D: Argomento di particolare attualità!
R: È il marketing dell’offerta più spinto che ci sia. I Climats sono incisi nella pietra. Sono limitati, con la nozione di esclusività che ne deriva. Quando un produttore si rade al mattino, riflette su come ricavare la quintessenza di tutto questo, più che interrogarsi sui nuovi mercati. È un approccio artistico: cercare il bello, il grande, indipendentemente da cosa pensa il mercato. Ad ogni modo si troverà comunque il proprio mercato. Questo non significa che i produttori non si preoccupino di come sono percepiti i loro vini. Semplicemente non è la loro preoccupazione».
Certamente a molti questo modo di pensare potrà sembrare elitario. O forse se lo possono permettere perché sono in Borgogna, e i vini di quella regione benedetta se li contendono all’ultimo sangue tutti gli appassionati e collezionisti del mondo. Però queste riflessioni, magari su scala più piccola, farebbero bene a tanti produttori italiani, a tante denominazioni italiane, che a queste idee potrebbero ispirarsi.
Va da sé che ritengo la complessità e la varietà una delle grandi risorse e verità del vino, e trovarle all’interno di una singola regione non fa che aumentare la mia voglia di capire. Al di là delle mode.


1 comment

  1. Guglielmo

    Il piacere, pur grandissimo, che si prova dall’assaggio di un grande vino é relativamente poco rispetto al godimento che risulta dal prendere parte, anche solo emotivamente, ad una storia ormai millenaria che é dietro quel breve momento.
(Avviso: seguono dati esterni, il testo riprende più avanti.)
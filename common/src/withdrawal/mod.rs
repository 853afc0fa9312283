// Withdrawal request data structures and the eligibility gate result
//
// A request holds funds conceptually only: the wallet balance is untouched
// at submission and mutated solely by the admin approval step.

mod deposit;

pub use deposit::*;

use crate::{crypto::Id, time::TimestampSeconds, utils::format_coin};
use serde::{Deserialize, Serialize};

/// Admin review lifecycle shared by withdrawal and deposit requests
#[derive(Clone, Copy, Debug, Serialize, Deserialize, PartialEq, Eq, Default)]
#[serde(rename_all = "kebab-case")]
pub enum ReviewStatus {
    /// Awaiting admin decision
    #[default]
    Pending,
    /// Approved and settled
    Approved,
    /// Rejected, no funds moved
    Rejected,
}

impl ReviewStatus {
    #[inline]
    pub fn is_pending(&self) -> bool {
        matches!(self, ReviewStatus::Pending)
    }

    /// Approved and rejected requests can never be re-processed
    #[inline]
    pub fn is_final(&self) -> bool {
        !self.is_pending()
    }
}

/// Where an approved withdrawal should be paid out
#[derive(Clone, Debug, Serialize, Deserialize, PartialEq, Eq)]
#[serde(rename_all = "camelCase")]
pub struct PayoutDetails {
    /// Payout channel, e.g. "bank-transfer" or "usdt-trc20"
    pub method: String,
    /// Channel-specific destination (account number, wallet address, ...)
    pub destination: String,
}

/// A user request to withdraw funds from the wallet
#[derive(Clone, Debug, Serialize, Deserialize, PartialEq, Eq)]
#[serde(rename_all = "camelCase")]
pub struct WithdrawalRequest {
    /// Request identifier
    pub id: Id,
    /// Requesting account
    pub account: Id,
    /// Requested amount in atomic units
    pub amount: u64,
    /// Payout destination
    pub payout: PayoutDetails,
    /// Current review state
    pub status: ReviewStatus,
    /// Optional admin remark set at review time
    #[serde(skip_serializing_if = "Option::is_none")]
    pub remark: Option<String>,
    /// Unix timestamp of submission
    pub requested_at: TimestampSeconds,
    /// Unix timestamp of the admin decision
    #[serde(skip_serializing_if = "Option::is_none")]
    pub processed_at: Option<TimestampSeconds>,
}

/// Result of the withdrawal eligibility gate
#[derive(Clone, Debug, Serialize, Deserialize, PartialEq, Eq)]
#[serde(rename_all = "camelCase")]
pub struct WithdrawalEligibility {
    /// Whether the request may proceed
    pub can_withdraw: bool,
    /// Whether an approved KYC status would unblock the request
    pub requires_kyc: bool,
    /// Sum of previously approved withdrawals, atomic units
    pub current_total: u64,
    /// Configured KYC-free cumulative limit, atomic units
    pub limit: u64,
    /// Human readable explanation for client display
    pub message: String,
}

impl WithdrawalEligibility {
    /// Request stays under the KYC-free cumulative limit
    pub fn allowed(current_total: u64, amount: u64, limit: u64) -> Self {
        let headroom = limit.saturating_sub(current_total.saturating_add(amount));
        Self {
            can_withdraw: true,
            requires_kyc: false,
            current_total,
            limit,
            message: format!(
                "Withdrawal allowed. {} remaining before identity verification becomes mandatory",
                format_coin(headroom)
            ),
        }
    }

    /// Request would push the cumulative total over the limit
    pub fn kyc_required(current_total: u64, amount: u64, limit: u64) -> Self {
        Self {
            can_withdraw: false,
            requires_kyc: true,
            current_total,
            limit,
            message: format!(
                "Identity verification required: withdrawn {} of a {} limit, this request would total {}",
                format_coin(current_total),
                format_coin(limit),
                format_coin(current_total.saturating_add(amount))
            ),
        }
    }

    /// An approved identity bypasses the threshold entirely
    pub fn verified(current_total: u64, limit: u64) -> Self {
        Self {
            can_withdraw: true,
            requires_kyc: false,
            current_total,
            limit,
            message: "Withdrawal allowed: identity verified".to_string(),
        }
    }

    /// Conservative answer when the underlying lookup failed: never fail open
    pub fn fail_closed(limit: u64) -> Self {
        Self {
            can_withdraw: false,
            requires_kyc: false,
            current_total: 0,
            limit,
            message: "Eligibility could not be determined, please retry".to_string(),
        }
    }
}

#[cfg(test)]
mod tests {
    use super::*;

    #[test]
    fn test_review_status() {
        assert!(ReviewStatus::Pending.is_pending());
        assert!(!ReviewStatus::Pending.is_final());
        assert!(ReviewStatus::Approved.is_final());
        assert!(ReviewStatus::Rejected.is_final());
    }

    #[test]
    fn test_eligibility_messages_carry_amounts() {
        let denied = WithdrawalEligibility::kyc_required(45_000, 5_100, 50_000);
        assert!(!denied.can_withdraw);
        assert!(denied.requires_kyc);
        assert!(denied.message.contains("450.00"));
        assert!(denied.message.contains("500.00"));
        assert!(denied.message.contains("501.00"));

        let allowed = WithdrawalEligibility::allowed(45_000, 5_000, 50_000);
        assert!(allowed.can_withdraw);
        assert!(!allowed.requires_kyc);
        assert!(allowed.message.contains("0.00"));
    }

    #[test]
    fn test_fail_closed() {
        let result = WithdrawalEligibility::fail_closed(50_000);
        assert!(!result.can_withdraw);
        assert!(!result.requires_kyc);
    }

    #[test]
    fn test_request_roundtrip() -> Result<(), Box<dyn std::error::Error>> {
        let request = WithdrawalRequest {
            id: Id::random(),
            account: Id::random(),
            amount: 2_500,
            payout: PayoutDetails {
                method: "bank-transfer".to_string(),
                destination: "0011223344".to_string(),
            },
            status: ReviewStatus::Pending,
            remark: None,
            requested_at: 10,
            processed_at: None,
        };
        let data = serde_json::to_vec(&request)?;
        let decoded: WithdrawalRequest = serde_json::from_slice(&data)?;
        assert_eq!(request, decoded);
        Ok(())
    }
}
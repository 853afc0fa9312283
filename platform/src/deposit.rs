// Fund (deposit) request lifecycle
// The wallet is credited only by the admin approval step

use crate::{
    error::{PlatformError, PlatformResult},
    platform::{require_admin, Platform},
    storage::Storage,
};
use log::debug;
use poweroyo_common::{
    api::{DepositReviewedEvent, NotifyEvent},
    crypto::Id,
    time::get_current_time_in_seconds,
    transaction::{TransactionKind, TransactionRecord, TransactionStatus},
    utils::format_coin,
    withdrawal::{DepositRequest, ReviewStatus},
};
use serde_json::json;

impl<S: Storage> Platform<S> {
    /// Submit a deposit request carrying an off-platform payment reference
    pub async fn request_deposit(
        &self,
        account_id: &Id,
        amount: u64,
        reference: &str,
    ) -> PlatformResult<DepositRequest> {
        if amount == 0 {
            return Err(PlatformError::InvalidAmount);
        }
        if reference.trim().is_empty() {
            return Err(PlatformError::MissingField("reference"));
        }

        let mut storage = self.storage().write().await;

        let account = storage
            .get_account(account_id)
            .await?
            .ok_or(PlatformError::AccountNotFound(*account_id))?;

        if storage.get_pending_deposit_for(account_id).await?.is_some() {
            return Err(PlatformError::PendingDepositExists);
        }

        let now = get_current_time_in_seconds();
        let request = DepositRequest {
            id: Id::random(),
            account: account.id,
            amount,
            reference: reference.trim().to_string(),
            status: ReviewStatus::Pending,
            remark: None,
            requested_at: now,
            processed_at: None,
        };

        storage.save_deposit(&request).await?;
        storage
            .append_transaction(
                &TransactionRecord::new(
                    account.id,
                    TransactionKind::Deposit,
                    amount,
                    TransactionStatus::Pending,
                    Some(request.id),
                    now,
                )
                .with_metadata(json!({ "reference": request.reference })),
            )
            .await?;

        debug!(
            "account {} requested deposit of {}",
            account.id,
            format_coin(amount)
        );
        Ok(request)
    }

    /// Approve or reject a deposit request (admin only)
    /// Approval credits the wallet; re-processing a settled request is a
    /// conflict
    pub async fn review_deposit(
        &self,
        admin: &Id,
        deposit_id: &Id,
        approve: bool,
        remark: Option<String>,
    ) -> PlatformResult<DepositRequest> {
        let mut storage = self.storage().write().await;
        require_admin(&*storage, admin).await?;

        let mut request = storage
            .get_deposit(deposit_id)
            .await?
            .ok_or(PlatformError::DepositNotFound(*deposit_id))?;

        if request.status.is_final() {
            return Err(PlatformError::AlreadyProcessed {
                status: request.status,
            });
        }

        if approve {
            let mut account = storage
                .get_account(&request.account)
                .await?
                .ok_or(PlatformError::AccountNotFound(request.account))?;
            account.credit(request.amount)?;
            storage.save_account(&account).await?;
            request.status = ReviewStatus::Approved;
        } else {
            request.status = ReviewStatus::Rejected;
        }

        request.remark = remark;
        request.processed_at = Some(get_current_time_in_seconds());
        storage.save_deposit(&request).await?;
        storage
            .finalize_transaction_for(
                &request.id,
                if approve {
                    TransactionStatus::Completed
                } else {
                    TransactionStatus::Failed
                },
            )
            .await?;

        drop(storage);

        self.notify(
            &request.account,
            NotifyEvent::DepositReviewed,
            &DepositReviewedEvent {
                account: request.account,
                deposit: request.id,
                amount: request.amount,
                status: request.status,
            },
        )
        .await;

        Ok(request)
    }

    /// The admin review queue of PENDING deposit requests
    pub async fn pending_deposits(&self, admin: &Id) -> PlatformResult<Vec<DepositRequest>> {
        let storage = self.storage().read().await;
        require_admin(&*storage, admin).await?;
        storage.list_pending_deposits().await
    }
}
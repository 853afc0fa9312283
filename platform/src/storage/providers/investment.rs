// Investment plan and investment storage provider trait

use crate::{error::PlatformResult, storage::SledStorage};
use async_trait::async_trait;
use log::trace;
use poweroyo_common::{
    crypto::Id,
    investment::{Investment, InvestmentPlan},
};

/// Storage provider for plans and the investments created from them
#[async_trait]
pub trait InvestmentProvider {
    /// Get a plan by id
    async fn get_plan(&self, id: &Id) -> PlatformResult<Option<InvestmentPlan>>;

    /// Persist a plan
    async fn save_plan(&mut self, plan: &InvestmentPlan) -> PlatformResult<()>;

    /// All plans, in key order
    async fn list_plans(&self) -> PlatformResult<Vec<InvestmentPlan>>;

    /// Get an investment by id
    async fn get_investment(&self, id: &Id) -> PlatformResult<Option<Investment>>;

    /// Persist an investment
    async fn save_investment(&mut self, investment: &Investment) -> PlatformResult<()>;

    /// Check if the account already holds an ACTIVE investment on this plan
    async fn has_active_investment(&self, account: &Id, plan: &Id) -> PlatformResult<bool>;

    /// All investments belonging to an account
    async fn list_investments_for(&self, account: &Id) -> PlatformResult<Vec<Investment>>;
}

#[async_trait]
impl InvestmentProvider for SledStorage {
    async fn get_plan(&self, id: &Id) -> PlatformResult<Option<InvestmentPlan>> {
        trace!("get plan {}", id);
        self.load_from_disk_optional(&self.plans, id.as_bytes())
    }

    async fn save_plan(&mut self, plan: &InvestmentPlan) -> PlatformResult<()> {
        trace!("save plan {}", plan.id);
        self.save_to_disk(&self.plans, plan.id.as_bytes(), plan)
    }

    async fn list_plans(&self) -> PlatformResult<Vec<InvestmentPlan>> {
        self.load_all(&self.plans)
    }

    async fn get_investment(&self, id: &Id) -> PlatformResult<Option<Investment>> {
        trace!("get investment {}", id);
        self.load_from_disk_optional(&self.investments, id.as_bytes())
    }

    async fn save_investment(&mut self, investment: &Investment) -> PlatformResult<()> {
        trace!("save investment {}", investment.id);
        self.save_to_disk(&self.investments, investment.id.as_bytes(), investment)
    }

    async fn has_active_investment(&self, account: &Id, plan: &Id) -> PlatformResult<bool> {
        let investments: Vec<Investment> = self.load_all(&self.investments)?;
        Ok(investments
            .iter()
            .any(|i| i.account == *account && i.plan == *plan && i.status.is_active()))
    }

    async fn list_investments_for(&self, account: &Id) -> PlatformResult<Vec<Investment>> {
        let investments: Vec<Investment> = self.load_all(&self.investments)?;
        Ok(investments
            .into_iter()
            .filter(|i| i.account == *account)
            .collect())
    }
}
// Notification event types pushed to connected browser sessions
// Delivery is fire-and-forget through an external sink; a failed delivery
// never rolls back the state change that produced the event.

use crate::{crypto::Id, kyc::KycStatus, withdrawal::ReviewStatus};
use serde::{Deserialize, Serialize};

#[derive(Clone, Debug, PartialEq, Eq, Hash, Serialize, Deserialize)]
#[serde(rename_all = "snake_case")]
pub enum NotifyEvent {
    // When an investment has been created and settled
    // it contains InvestmentCreatedEvent as value
    InvestmentCreated,
    // When a referral commission has been credited to a wallet
    // it contains CommissionPaidEvent as value
    CommissionPaid,
    // When a withdrawal request has been submitted
    // it contains WithdrawalRequestedEvent as value
    WithdrawalRequested,
    // When an admin has approved or rejected a withdrawal request
    // it contains WithdrawalReviewedEvent as value
    WithdrawalReviewed,
    // When an admin has approved or rejected a deposit request
    // it contains DepositReviewedEvent as value
    DepositReviewed,
    // When an admin has reviewed a KYC submission
    // it contains KycReviewedEvent as value
    KycReviewed,
}

// Value of NotifyEvent::InvestmentCreated
#[derive(Clone, Debug, Serialize, Deserialize)]
pub struct InvestmentCreatedEvent {
    pub account: Id,
    pub investment: Id,
    pub plan: Id,
    pub amount: u64,
}

// Value of NotifyEvent::CommissionPaid
#[derive(Clone, Debug, Serialize, Deserialize)]
pub struct CommissionPaidEvent {
    pub beneficiary: Id,
    pub source: Id,
    pub investment: Id,
    pub level: u8,
    pub amount: u64,
}

// Value of NotifyEvent::WithdrawalRequested
#[derive(Clone, Debug, Serialize, Deserialize)]
pub struct WithdrawalRequestedEvent {
    pub account: Id,
    pub withdrawal: Id,
    pub amount: u64,
}

// Value of NotifyEvent::WithdrawalReviewed
#[derive(Clone, Debug, Serialize, Deserialize)]
pub struct WithdrawalReviewedEvent {
    pub account: Id,
    pub withdrawal: Id,
    pub amount: u64,
    pub status: ReviewStatus,
}

// Value of NotifyEvent::DepositReviewed
#[derive(Clone, Debug, Serialize, Deserialize)]
pub struct DepositReviewedEvent {
    pub account: Id,
    pub deposit: Id,
    pub amount: u64,
    pub status: ReviewStatus,
}

// Value of NotifyEvent::KycReviewed
#[derive(Clone, Debug, Serialize, Deserialize)]
pub struct KycReviewedEvent {
    pub account: Id,
    pub status: KycStatus,
}
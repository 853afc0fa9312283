// Audit trail storage provider trait
// Records are append-only; the only permitted mutation is finalizing the
// status of a record that was created PENDING.

use crate::{error::PlatformResult, storage::SledStorage};
use anyhow::anyhow;
use async_trait::async_trait;
use indexmap::IndexMap;
use log::trace;
use poweroyo_common::{
    crypto::Id,
    transaction::{TransactionRecord, TransactionStatus},
};

/// Storage provider for transaction records
#[async_trait]
pub trait TransactionProvider {
    /// Append a record to the trail
    async fn append_transaction(&mut self, record: &TransactionRecord) -> PlatformResult<()>;

    /// Finalize the PENDING record referencing the given entity
    async fn finalize_transaction_for(
        &mut self,
        reference: &Id,
        status: TransactionStatus,
    ) -> PlatformResult<()>;

    /// An account's records in append order, keyed by record id
    async fn list_transactions_for(
        &self,
        account: &Id,
    ) -> PlatformResult<IndexMap<Id, TransactionRecord>>;
}

#[async_trait]
impl TransactionProvider for SledStorage {
    async fn append_transaction(&mut self, record: &TransactionRecord) -> PlatformResult<()> {
        trace!("append {} transaction for {}", record.kind, record.account);
        let sequence = self.next_sequence()?;
        self.save_to_disk(&self.transactions, &sequence, record)?;

        // Only records awaiting finalization are indexed by their reference
        if record.status == TransactionStatus::Pending {
            if let Some(reference) = &record.reference {
                self.transaction_refs
                    .insert(reference.as_bytes(), &sequence[..])?;
            }
        }

        Ok(())
    }

    async fn finalize_transaction_for(
        &mut self,
        reference: &Id,
        status: TransactionStatus,
    ) -> PlatformResult<()> {
        trace!("finalize transaction for reference {}", reference);
        let sequence = self
            .transaction_refs
            .get(reference.as_bytes())?
            .ok_or_else(|| anyhow!("No pending transaction record references {}", reference))?;

        let mut record: TransactionRecord = self.load_from_disk(&self.transactions, &sequence)?;
        record.status = status;
        self.save_to_disk(&self.transactions, &sequence, &record)?;
        self.transaction_refs.remove(reference.as_bytes())?;
        Ok(())
    }

    async fn list_transactions_for(
        &self,
        account: &Id,
    ) -> PlatformResult<IndexMap<Id, TransactionRecord>> {
        let mut result = IndexMap::new();
        for res in self.transactions.iter() {
            let (_, bytes) = res?;
            let record: TransactionRecord = serde_json::from_slice(&bytes)?;
            if record.account == *account {
                result.insert(record.id, record);
            }
        }
        Ok(result)
    }
}
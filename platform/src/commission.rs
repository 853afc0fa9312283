// Commission cascade engine
//
// On a qualifying investment the referrer chain is walked upwards, one
// configured level at a time, crediting each ancestor a percentage of the
// principal and appending an immutable ledger entry per level. The walk is
// iterative and bounded by the configured levels, so a malformed
// back-reference can never loop it. A chain shorter than the configured
// depth is a normal terminal condition.

use crate::{error::PlatformResult, storage::Storage};
use log::{debug, error};
use poweroyo_common::{
    commission::{commission_amount, CommissionEntry, CommissionSchedule, DistributionOutcome},
    crypto::Id,
    time::get_current_time_in_seconds,
    transaction::{TransactionKind, TransactionRecord, TransactionStatus},
    utils::format_coin,
};
use serde_json::json;

/// Walk the referrer chain and pay every active configured level
///
/// The immediate referral code not resolving is a silent no-op: historical
/// data may hold broken chains and they must never block the triggering
/// investment.
pub(crate) async fn distribute<S: Storage>(
    storage: &mut S,
    schedule: &CommissionSchedule,
    source: &Id,
    immediate_code: &str,
    principal: u64,
    investment: &Id,
) -> PlatformResult<DistributionOutcome> {
    let Some(mut current) = storage.get_account_by_referral_code(immediate_code).await? else {
        debug!(
            "referral code {} does not resolve, skipping commission cascade",
            immediate_code
        );
        return Ok(DistributionOutcome::default());
    };

    let now = get_current_time_in_seconds();
    let mut entries = Vec::new();
    let mut depth: u8 = 1;

    'levels: for config in schedule.active_levels() {
        // Advance the chain to this level's depth; a missing ancestor ends
        // the walk
        while depth < config.level {
            let Some(code) = current.referred_by.clone() else {
                break 'levels;
            };
            let Some(next) = storage.get_account_by_referral_code(&code).await? else {
                break 'levels;
            };
            current = next;
            depth += 1;
        }

        let amount = commission_amount(principal, config.rate_bps);
        let entry = CommissionEntry {
            beneficiary: current.id,
            source: *source,
            investment: *investment,
            level: config.level,
            rate_bps: config.rate_bps,
            amount,
            timestamp: now,
        };

        // The ledger entry comes first: its (investment, level) uniqueness
        // guard is what makes a duplicate invocation fail before any credit
        storage.append_commission_entry(&entry).await?;
        current.credit_earnings(amount)?;
        storage.save_account(&current).await?;
        storage
            .append_transaction(
                &TransactionRecord::new(
                    current.id,
                    TransactionKind::Referral,
                    amount,
                    TransactionStatus::Completed,
                    Some(*investment),
                    now,
                )
                .with_metadata(json!({
                    "level": config.level,
                    "source": source.to_string(),
                })),
            )
            .await?;

        debug!(
            "credited level {} commission of {} to {}",
            config.level,
            format_coin(amount),
            current.id
        );
        entries.push(entry);
    }

    Ok(DistributionOutcome::new(entries))
}

/// Best-effort entry point used by the investment flow
///
/// Any cascade failure is logged and swallowed so the already committed
/// investment is never rolled back; the levels applied before the failure
/// remain in the ledger for reconciliation.
pub(crate) async fn distribute_best_effort<S: Storage>(
    storage: &mut S,
    schedule: &CommissionSchedule,
    source: &Id,
    immediate_code: &str,
    principal: u64,
    investment: &Id,
) -> DistributionOutcome {
    match distribute(
        storage,
        schedule,
        source,
        immediate_code,
        principal,
        investment,
    )
    .await
    {
        Ok(outcome) => outcome,
        Err(e) => {
            error!(
                "commission cascade failed for investment {} of {}: {}",
                investment, source, e
            );
            DistributionOutcome::default()
        }
    }
}
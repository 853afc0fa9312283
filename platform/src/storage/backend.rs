// Thin wrapper around the sled backend so the rest of the storage layer
// does not name the engine directly

pub use sled::{Db, Tree};

use std::path::Path;

pub fn open(path: impl AsRef<Path>) -> Result<Db, sled::Error> {
    sled::open(path)
}

// In-memory database for tests, dropped with the handle
pub fn temporary() -> Result<Db, sled::Error> {
    sled::Config::new().temporary(true).open()
}
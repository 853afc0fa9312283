mod account;
mod commission;
mod deposit;
mod investment;
mod transaction;
mod withdrawal;

pub use self::{
    account::*, commission::*, deposit::*, investment::*, transaction::*, withdrawal::*,
};

use super::SledStorage;

/// Composite storage contract consumed by the platform operations
pub trait Storage:
    AccountProvider
    + InvestmentProvider
    + CommissionProvider
    + WithdrawalProvider
    + DepositProvider
    + TransactionProvider
    + Send
    + Sync
    + 'static
{
}

impl Storage for SledStorage {}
La grandezza di un vino dipende anche dalla grandezza della sua narrazione.Tutto cominciò con i Clos dei monaci di Cîteaux e Cluny, anche se si é dovuto attendere almeno il XVI e il XVII secolo perché la nozione di climat si definisse compiutamente nel senso che oggi i borgognoni gli attribuiscono . La filosofia che é alla base della vicina Champagne é stata diversa: le grandi cuvées non nascono dall’unicità del terroir, ma dal loro sapiente assemblaggio. Eppure siamo a poche decine di chilometri da Chablis.